Triangles are pretty diverse, coming in several flavors. These are scalene triangles, isosceles triangles, right triangles and equilateral triangles. Most of the time you'll be dealing with one of the first two types of triangles, and these don't require much more skill than just drawing a straight line. However, the other two types need a different approach in order to draw them reasonably well.

The biggest problem you'll encounter drawing triangles is getting their lines straight, so just practice your lines, using this guide if you need help.

Scalene and Isosceles Triangles
These are your typical run of the mill triangles. The difference between them is that no two corners of a Scalene triangle are the same, while in an Isosceles triangle two corners are bent at the same angle. A simple method for making them is to place a dot where each corner should go, and then connecting them If one side of your triangle is going to be against something else (like the edge of a rectangle) then don't draw three new dots. Place only the new third dot and re-use the existing edge.

Right Triangles
Sometimes you'll want one of the corners of a triangle to be a perfect 90° angle, just like the edge of a square or rectangle. Triangles like this are called "right triangles", and are simply rectangles that have been divided in half. If this type of triangle is your goal, a useful trick is to actually draw a square, then draw a line connecting two corners and erasing what you didn't need.

Equilateral Triangles
The third and hardest type of triangle to draw is an equilateral triangle. In this case, all of the angles in the triangle are the same, and all of the sides are the same length. The only foolproof way to draw this type of triangle is using angles. In most cases however, you can fudge it with a little math (pardon my usage of the dirty m word).

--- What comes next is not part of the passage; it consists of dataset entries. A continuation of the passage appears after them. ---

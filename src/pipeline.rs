use anyhow::{Context, Result};
use serde::Serialize;
use std::path::{Path, PathBuf};
use walkdir::WalkDir;

use crate::config::Config;
use crate::efd::Roll;
use crate::exif::MetadataWriter;
use crate::export::{TranslatedFrame, assemble};

/// Image extensions exiftool can write metadata into.
const IMAGE_EXTENSIONS: &[&str] = &[
    "jpg", "jpeg", "tif", "tiff", "png", "webp", "heic", "heif", "dng",
];

/// The result of exporting one frame into one image.
#[derive(Debug, Serialize)]
pub struct ExportResult {
    pub path: PathBuf,
    pub frame_number: Option<u16>,
    /// Tags that were (or in a dry run, would be) written.
    pub tags: TranslatedFrame,
    pub written: bool,
    pub backup_path: Option<PathBuf>,
    pub error: Option<String>,
}

impl ExportResult {
    fn failed(path: &Path, frame_number: Option<u16>, error: String) -> Self {
        Self {
            path: path.to_path_buf(),
            frame_number,
            tags: TranslatedFrame::default(),
            written: false,
            backup_path: None,
            error: Some(error),
        }
    }
}

/// Collect supported image files from the given paths.
///
/// Accepts a mix of file paths and directory paths. Directories are walked
/// recursively (following symlinks) and their contents sorted by path.
///
/// # Example
///
/// ```rust,no_run
/// use efd_exif::pipeline::collect_images;
/// use std::path::PathBuf;
///
/// let images = collect_images(&[
///     PathBuf::from("scan_01.jpg"),   // single file
///     PathBuf::from("./roll_12/"),    // entire directory
/// ]);
/// println!("Found {} images", images.len());
/// ```
pub fn collect_images(paths: &[PathBuf]) -> Vec<PathBuf> {
    let mut images = Vec::new();

    for path in paths {
        if path.is_file() {
            if is_supported_image(path) {
                images.push(path.clone());
            } else {
                log::warn!("Skipping unsupported file: {}", path.display());
            }
        } else if path.is_dir() {
            let mut found: Vec<PathBuf> = WalkDir::new(path)
                .follow_links(true)
                .into_iter()
                .filter_map(|e| e.ok())
                .map(|e| e.into_path())
                .filter(|p| p.is_file() && is_supported_image(p))
                .collect();
            found.sort();
            images.extend(found);
        } else {
            log::warn!("Path does not exist: {}", path.display());
        }
    }

    images
}

/// Check if a file has a supported image extension.
fn is_supported_image(path: &Path) -> bool {
    path.extension()
        .and_then(|ext| ext.to_str())
        .map(|ext| IMAGE_EXTENSIONS.contains(&ext.to_lowercase().as_str()))
        .unwrap_or(false)
}

/// Frame number from the trailing digits of a file stem
/// (`IMG_0012.jpg` → 12, `roll3-07.tif` → 7).
pub fn infer_frame_number(path: &Path) -> Option<u16> {
    let stem = path.file_stem()?.to_str()?;
    let digits: String = stem
        .chars()
        .rev()
        .take_while(|c| c.is_ascii_digit())
        .collect::<Vec<_>>()
        .into_iter()
        .rev()
        .collect();
    if digits.is_empty() {
        return None;
    }
    digits.parse().ok()
}

/// Create a backup of the original file.
pub fn backup_file(path: &Path) -> Result<PathBuf> {
    let backup_path = path.with_extension(format!(
        "{}.bak",
        path.extension().unwrap_or_default().to_string_lossy()
    ));

    if !backup_path.exists() {
        std::fs::copy(path, &backup_path).context("Failed to create backup")?;
        log::debug!("Backup created: {}", backup_path.display());
    }

    Ok(backup_path)
}

/// Translate frame `frame_number` of `roll` and write it into `target`.
///
/// Lookup and translation errors are returned before the target is touched.
pub fn export_image(
    roll: &Roll,
    frame_number: u16,
    target: &Path,
    writer: &dyn MetadataWriter,
    config: &Config,
) -> Result<ExportResult> {
    let frame = roll.frame(frame_number)?;
    let tags = assemble(frame, config.validation.strict)
        .with_context(|| format!("Failed to translate frame {frame_number}"))?;

    let mut result = ExportResult {
        path: target.to_path_buf(),
        frame_number: Some(frame_number),
        tags,
        written: false,
        backup_path: None,
        error: None,
    };

    if config.output.dry_run {
        log::debug!(
            "Dry run: {} tag(s) for {}",
            result.tags.len(),
            target.display()
        );
        return Ok(result);
    }

    if config.output.backup_originals {
        result.backup_path = Some(backup_file(target)?);
    }

    writer
        .write(target, &result.tags)
        .with_context(|| format!("{} could not write {}", writer.name(), target.display()))?;
    result.written = true;
    log::info!(
        "Frame {frame_number} → {} ({} tags)",
        target.display(),
        result.tags.len()
    );

    Ok(result)
}

/// Export a batch of images, one result per image.
///
/// With `frame_override` every image receives that frame; otherwise each
/// image's frame number is taken from its file name. Failures are recorded
/// on the result and do not stop the batch.
pub fn export_images(
    roll: &Roll,
    images: &[PathBuf],
    frame_override: Option<u16>,
    writer: &dyn MetadataWriter,
    config: &Config,
) -> Vec<ExportResult> {
    images
        .iter()
        .map(|path| {
            let Some(frame_number) = frame_override.or_else(|| infer_frame_number(path)) else {
                return ExportResult::failed(
                    path,
                    None,
                    "No frame number given and none found in the file name".to_string(),
                );
            };
            export_image(roll, frame_number, path, writer, config).unwrap_or_else(|e| {
                ExportResult::failed(path, Some(frame_number), format!("{e:#}"))
            })
        })
        .collect()
}
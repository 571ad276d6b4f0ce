//! Roll-level record (`EFDF`).
//!
//! ```text
//! 0x000  8   reserved
//! 0x008  8   film loaded date/time
//! 0x010  u16 frame count
//! 0x012  2   reserved
//! 0x014  u32 DX ISO
//! 0x018  u8  contact sheet: frames in first row
//! 0x019  u8  contact sheet: frames per row
//! 0x01A  6   reserved
//! 0x020  64  title
//! 0x060  256 remarks
//! ```

use serde::Serialize;

use super::frame::DateTimeFields;
use super::layout::Layout;
use crate::error::EfdError;

/// Minimum size of a roll metadata payload
pub const ROLL_METADATA_SIZE: usize = 0x160;

#[derive(Debug, Clone, PartialEq, Eq, Serialize)]
pub struct RollMetadata {
    #[serde(skip)]
    pub reserved0: [u8; 8],
    pub film_loaded_date: DateTimeFields,
    pub frame_count: u16,
    #[serde(skip)]
    pub reserved1: [u8; 2],
    pub iso_dx: u32,
    pub first_row: u8,
    pub per_row: u8,
    #[serde(skip)]
    pub reserved2: [u8; 6],
    pub title: String,
    pub remarks: String,
}

impl RollMetadata {
    /// Decode an `EFDF` payload.
    pub fn decode(payload: &[u8]) -> Result<Self, EfdError> {
        let l = Layout::new("EFDF", payload);
        Ok(Self {
            reserved0: l.bytes("Reserved0", 0x000)?,
            film_loaded_date: DateTimeFields::read(&l, "FilmLoadedDate", 0x008)?,
            frame_count: l.u16("FrameCount", 0x010)?,
            reserved1: l.bytes("Reserved1", 0x012)?,
            iso_dx: l.u32("IsoDX", 0x014)?,
            first_row: l.u8("FirstRow", 0x018)?,
            per_row: l.u8("PerRow", 0x019)?,
            reserved2: l.bytes("Reserved2", 0x01A)?,
            title: l.text("Title", 0x020, 64)?,
            remarks: l.text("Remarks", 0x060, 256)?,
        })
    }
}

#[cfg(test)]
pub(crate) fn roll_payload(title: &[u8], frame_count: u16) -> Vec<u8> {
    let mut p = vec![0u8; ROLL_METADATA_SIZE];
    p[0x008..0x00A].copy_from_slice(&2003u16.to_le_bytes());
    p[0x00A] = 6;
    p[0x00B] = 14;
    p[0x00C] = 10;
    p[0x00D] = 5;
    p[0x00E] = 30;
    p[0x010..0x012].copy_from_slice(&frame_count.to_le_bytes());
    p[0x014..0x018].copy_from_slice(&400u32.to_le_bytes());
    p[0x018] = 4;
    p[0x019] = 6;
    p[0x020..0x020 + title.len()].copy_from_slice(title);
    p
}
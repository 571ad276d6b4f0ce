//! Frame → tag/value assembly for the metadata writer.

use serde::ser::{Serialize, SerializeMap, Serializer};

use crate::efd::FrameRecord;
use crate::error::EfdError;
use crate::translate::{self, DateKind};

/// Translated tags for one frame, in export order.
///
/// Only non-empty values are kept: an absent tag means the value was unset
/// or (in lenient mode) not representable.
#[derive(Debug, Clone, Default, PartialEq, Eq)]
pub struct TranslatedFrame {
    tags: Vec<(&'static str, String)>,
}

impl TranslatedFrame {
    fn push(&mut self, tag: &'static str, value: String) {
        if !value.is_empty() {
            self.tags.push((tag, value));
        }
    }

    pub fn get(&self, tag: &str) -> Option<&str> {
        self.tags
            .iter()
            .find(|(t, _)| *t == tag)
            .map(|(_, v)| v.as_str())
    }

    pub fn contains(&self, tag: &str) -> bool {
        self.get(tag).is_some()
    }

    pub fn len(&self) -> usize {
        self.tags.len()
    }

    pub fn is_empty(&self) -> bool {
        self.tags.is_empty()
    }

    pub fn iter(&self) -> impl Iterator<Item = (&'static str, &str)> {
        self.tags.iter().map(|(t, v)| (*t, v.as_str()))
    }

    pub fn tag_names(&self) -> Vec<&'static str> {
        self.tags.iter().map(|(t, _)| *t).collect()
    }
}

impl Serialize for TranslatedFrame {
    fn serialize<S: Serializer>(&self, serializer: S) -> Result<S::Ok, S::Error> {
        let mut map = serializer.serialize_map(Some(self.tags.len()))?;
        for (tag, value) in &self.tags {
            map.serialize_entry(tag, value)?;
        }
        map.end()
    }
}

/// Translate every exportable field of `frame`.
///
/// The first translation error aborts the whole frame.
pub fn assemble(frame: &FrameRecord, strict: bool) -> Result<TranslatedFrame, EfdError> {
    let mut out = TranslatedFrame::default();

    out.push("description", frame.remarks.clone());
    out.push("FNumber", translate::aperture(frame.av, strict)?);
    out.push(
        "MaxApertureValue",
        translate::max_aperture_value(frame.max_aperture, strict)?,
    );
    out.push("FocalLength", translate::focal_length(frame.focal_length));
    out.push(
        "ExposureTime",
        translate::exposure_time(frame.tv, frame.bulb_exposure_time, strict)?,
    );
    out.push(
        "ISO",
        translate::iso(frame.iso_metered, frame.iso_dx, strict)?,
    );
    out.push(
        "ExposureCompensation",
        translate::exposure_compensation(frame.exposure_compensation, strict)?,
    );
    out.push(
        "FlashExposureComp",
        translate::flash_compensation(frame.flash_exposure_compensation, strict)?,
    );

    let flash = translate::flash(frame.flash_mode, strict)?;
    out.push("Flash", flash.fired);
    out.push("FlashMode", flash.mode);

    out.push(
        "MeteringMode",
        translate::metering_mode(frame.metering_mode, strict)?,
    );
    out.push(
        "ShootingMode",
        translate::shooting_mode(frame.shooting_mode, strict)?,
    );
    out.push("AFMode", translate::af_mode(frame.af_mode, strict)?);
    out.push(
        "FilmAdvanceMode",
        translate::film_advance_mode(frame.film_advance_mode, strict)?,
    );
    out.push(
        "MultipleExposure",
        translate::multiple_exposure(frame.multiple_exposure, strict)?,
    );
    out.push(
        "DateTimeOriginal",
        translate::calendar(&frame.capture_date, DateKind::Capture)?,
    );
    out.push(
        "UserComment",
        translate::custom_functions(&frame.custom_functions),
    );
    out.push("FocusPoints", translate::focus_points(frame.focus_points));
    out.push("FrameNumber", frame.frame_number.to_string());
    out.push(
        "BatteryLoadedDate",
        translate::calendar(&frame.battery_loaded_date, DateKind::BatteryLoaded)?,
    );
    out.push(
        "FilmLoadedDate",
        translate::calendar(&frame.film_loaded_date, DateKind::FilmLoaded)?,
    );

    Ok(out)
}
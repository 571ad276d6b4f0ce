use anyhow::{Context, Result};
use serde::{Deserialize, Serialize};
use std::path::{Path, PathBuf};

/// Top-level configuration for efd-exif.
///
/// Controls where exiftool lives, how strictly camera codes are validated,
/// and output behavior (dry run, backups).
///
/// # Loading
///
/// ```rust,no_run
/// use efd_exif::config::Config;
///
/// // From a JSON file
/// let config = Config::load(Some("config.json".as_ref())).unwrap();
///
/// // Or use defaults and customize
/// let mut config = Config::default();
/// config.validation.strict = false;
/// config.exiftool.path = "/usr/local/bin/exiftool".into();
/// ```
#[derive(Debug, Clone, Serialize, Deserialize)]
#[serde(default)]
pub struct Config {
    /// exiftool executable and extra arguments.
    pub exiftool: ExifToolConfig,
    /// Code validation policy.
    pub validation: ValidationConfig,
    /// Output behavior (dry run, backups, logging).
    pub output: OutputConfig,
}

/// How to invoke exiftool.
#[derive(Debug, Clone, Serialize, Deserialize)]
#[serde(default)]
pub struct ExifToolConfig {
    /// Executable name or path.
    pub path: String,
    /// Extra arguments passed before the tag assignments (e.g. `-P`).
    pub extra_args: Vec<String>,
}

/// Validation policy for camera codes.
#[derive(Debug, Clone, Serialize, Deserialize)]
#[serde(default)]
pub struct ValidationConfig {
    /// If `true`, any code outside the known tables aborts the export.
    /// If `false`, such fields are left out. Invalid dates always abort.
    pub strict: bool,
}

/// Output and behavior configuration.
#[derive(Debug, Clone, Serialize, Deserialize)]
#[serde(default)]
pub struct OutputConfig {
    /// If `true`, show what would be written without modifying any files.
    pub dry_run: bool,
    /// If `true`, create a `.bak` backup before modifying an image.
    pub backup_originals: bool,
    /// Optional path to a log file.
    pub log_file: Option<String>,
}

impl Default for Config {
    fn default() -> Self {
        Self {
            exiftool: ExifToolConfig::default(),
            validation: ValidationConfig::default(),
            output: OutputConfig::default(),
        }
    }
}

impl Default for ValidationConfig {
    fn default() -> Self {
        Self { strict: true }
    }
}

impl Default for OutputConfig {
    fn default() -> Self {
        Self {
            dry_run: false,
            backup_originals: true,
            log_file: None,
        }
    }
}

impl Default for ExifToolConfig {
    fn default() -> Self {
        Self {
            path: "exiftool".to_string(),
            extra_args: Vec::new(),
        }
    }
}

impl Config {
    /// Resolve the config file path, next to the executable.
    pub fn config_path() -> Result<PathBuf> {
        let exe_path = std::env::current_exe().context("Failed to get executable path")?;
        let exe_dir = exe_path
            .parent()
            .context("Failed to get executable directory")?;
        Ok(exe_dir.join("config.json"))
    }

    /// Load config from the given path, or from the default location.
    pub fn load(path: Option<&Path>) -> Result<Self> {
        let config_path = match path {
            Some(p) => p.to_path_buf(),
            None => Self::config_path()?,
        };

        if !config_path.exists() {
            log::debug!(
                "Config file not found at {}. Using defaults.",
                config_path.display()
            );
            return Ok(Self::default());
        }

        let contents =
            std::fs::read_to_string(&config_path).context("Failed to read config file")?;
        let config: Config =
            serde_json::from_str(&contents).context("Failed to parse config file")?;
        Ok(config)
    }

    /// Save config to the given path, or to the default location.
    pub fn save(&self, path: Option<&Path>) -> Result<()> {
        let config_path = match path {
            Some(p) => p.to_path_buf(),
            None => Self::config_path()?,
        };

        let contents = serde_json::to_string_pretty(self).context("Failed to serialize config")?;
        std::fs::write(&config_path, contents).context("Failed to write config file")?;
        log::info!("Config saved to {}", config_path.display());
        Ok(())
    }
}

How to draw an equilateral triangle without measuring your angles:
First, draw one side of the triangle (the bottom side seems to work the best).
Measure how long this side is, then multiply that length by 0.83 . This new measurement is how far above the center of your line the last corner is. Place the last dot above the center of the first side.
Connect the dots to create a nearly perfect equilateral triangle. If you want to be more accurate, use 0.833333333333.... instead of 0.83 .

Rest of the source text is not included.